Assignment: Print, exactly as written, every line from the first line of the records below through the line containing "use tempfile::TempDir;", and nothing further.

Records to use:
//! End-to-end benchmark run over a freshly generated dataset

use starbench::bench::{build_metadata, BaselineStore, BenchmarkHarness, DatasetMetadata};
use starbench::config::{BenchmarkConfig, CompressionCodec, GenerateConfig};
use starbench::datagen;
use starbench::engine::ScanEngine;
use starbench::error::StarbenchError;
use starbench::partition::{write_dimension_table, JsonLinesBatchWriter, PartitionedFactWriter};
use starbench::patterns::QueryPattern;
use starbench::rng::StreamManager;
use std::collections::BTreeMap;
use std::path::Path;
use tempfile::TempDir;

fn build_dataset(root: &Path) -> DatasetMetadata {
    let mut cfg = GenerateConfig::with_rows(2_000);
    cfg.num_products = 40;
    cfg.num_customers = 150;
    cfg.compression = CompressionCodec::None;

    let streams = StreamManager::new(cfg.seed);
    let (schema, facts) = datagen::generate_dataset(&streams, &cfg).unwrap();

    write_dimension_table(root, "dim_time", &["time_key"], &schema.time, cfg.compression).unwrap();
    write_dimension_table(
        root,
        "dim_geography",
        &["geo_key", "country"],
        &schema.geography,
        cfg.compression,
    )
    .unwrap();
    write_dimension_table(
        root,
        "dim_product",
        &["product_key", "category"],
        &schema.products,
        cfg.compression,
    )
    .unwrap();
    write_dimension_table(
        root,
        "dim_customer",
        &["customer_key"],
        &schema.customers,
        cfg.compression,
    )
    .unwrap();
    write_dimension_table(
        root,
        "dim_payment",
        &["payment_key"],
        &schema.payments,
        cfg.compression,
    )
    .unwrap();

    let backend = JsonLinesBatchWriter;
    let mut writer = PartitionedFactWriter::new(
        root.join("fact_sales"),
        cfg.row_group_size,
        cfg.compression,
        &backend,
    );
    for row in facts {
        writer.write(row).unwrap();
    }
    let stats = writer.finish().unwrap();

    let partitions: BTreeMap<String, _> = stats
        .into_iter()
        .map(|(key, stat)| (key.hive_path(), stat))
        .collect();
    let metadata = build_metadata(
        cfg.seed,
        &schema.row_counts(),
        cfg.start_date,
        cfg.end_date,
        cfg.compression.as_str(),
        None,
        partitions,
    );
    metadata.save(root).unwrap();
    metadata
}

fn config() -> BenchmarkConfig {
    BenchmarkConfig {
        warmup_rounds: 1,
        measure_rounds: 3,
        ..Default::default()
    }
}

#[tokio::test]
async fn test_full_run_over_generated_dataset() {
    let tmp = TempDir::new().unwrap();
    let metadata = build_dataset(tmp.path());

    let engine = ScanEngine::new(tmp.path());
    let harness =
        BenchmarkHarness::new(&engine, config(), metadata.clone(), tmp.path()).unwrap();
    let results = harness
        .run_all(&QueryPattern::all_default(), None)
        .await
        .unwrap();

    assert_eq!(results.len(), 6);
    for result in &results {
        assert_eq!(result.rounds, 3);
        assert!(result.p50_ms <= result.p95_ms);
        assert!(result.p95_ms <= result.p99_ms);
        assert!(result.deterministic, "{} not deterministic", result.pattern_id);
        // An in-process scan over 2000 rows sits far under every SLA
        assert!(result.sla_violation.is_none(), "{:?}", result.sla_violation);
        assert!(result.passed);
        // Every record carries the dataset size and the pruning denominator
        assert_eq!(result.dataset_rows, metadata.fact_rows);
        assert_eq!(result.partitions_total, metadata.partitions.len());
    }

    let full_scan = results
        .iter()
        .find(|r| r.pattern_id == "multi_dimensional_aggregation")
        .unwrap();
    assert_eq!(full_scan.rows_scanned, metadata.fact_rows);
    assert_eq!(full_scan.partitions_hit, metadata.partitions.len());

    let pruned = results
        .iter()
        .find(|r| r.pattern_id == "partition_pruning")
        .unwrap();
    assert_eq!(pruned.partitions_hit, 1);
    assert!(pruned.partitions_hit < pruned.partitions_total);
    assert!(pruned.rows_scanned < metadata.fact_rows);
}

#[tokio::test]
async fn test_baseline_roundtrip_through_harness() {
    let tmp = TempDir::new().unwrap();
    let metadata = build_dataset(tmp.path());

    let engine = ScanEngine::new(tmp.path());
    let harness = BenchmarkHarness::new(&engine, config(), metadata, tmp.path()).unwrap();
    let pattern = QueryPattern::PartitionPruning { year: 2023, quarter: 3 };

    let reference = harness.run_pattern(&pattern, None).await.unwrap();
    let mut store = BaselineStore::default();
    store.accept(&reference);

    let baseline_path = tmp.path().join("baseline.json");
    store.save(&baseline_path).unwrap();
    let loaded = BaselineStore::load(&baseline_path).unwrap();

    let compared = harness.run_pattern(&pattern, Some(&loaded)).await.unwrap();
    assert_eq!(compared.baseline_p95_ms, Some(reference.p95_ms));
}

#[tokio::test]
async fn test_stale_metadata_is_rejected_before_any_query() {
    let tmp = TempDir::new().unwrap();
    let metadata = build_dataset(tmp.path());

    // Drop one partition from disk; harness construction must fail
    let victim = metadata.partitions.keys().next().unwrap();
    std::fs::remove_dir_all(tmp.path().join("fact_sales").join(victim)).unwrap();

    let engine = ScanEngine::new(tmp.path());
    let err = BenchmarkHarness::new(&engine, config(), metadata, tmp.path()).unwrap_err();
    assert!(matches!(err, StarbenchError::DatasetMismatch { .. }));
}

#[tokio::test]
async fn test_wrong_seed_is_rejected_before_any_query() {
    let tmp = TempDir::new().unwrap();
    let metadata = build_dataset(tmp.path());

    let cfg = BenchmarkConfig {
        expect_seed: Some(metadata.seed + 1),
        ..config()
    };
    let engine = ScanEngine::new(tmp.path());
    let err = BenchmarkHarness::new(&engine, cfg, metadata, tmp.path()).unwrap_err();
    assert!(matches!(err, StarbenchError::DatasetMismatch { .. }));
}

Output below:
//! End-to-end benchmark run over a freshly generated dataset

use starbench::bench::{build_metadata, BaselineStore, BenchmarkHarness, DatasetMetadata};
use starbench::config::{BenchmarkConfig, CompressionCodec, GenerateConfig};
use starbench::datagen;
use starbench::engine::ScanEngine;
use starbench::error::StarbenchError;
use starbench::partition::{write_dimension_table, JsonLinesBatchWriter, PartitionedFactWriter};
use starbench::patterns::QueryPattern;
use starbench::rng::StreamManager;
use std::collections::BTreeMap;
use std::path::Path;
use tempfile::TempDir;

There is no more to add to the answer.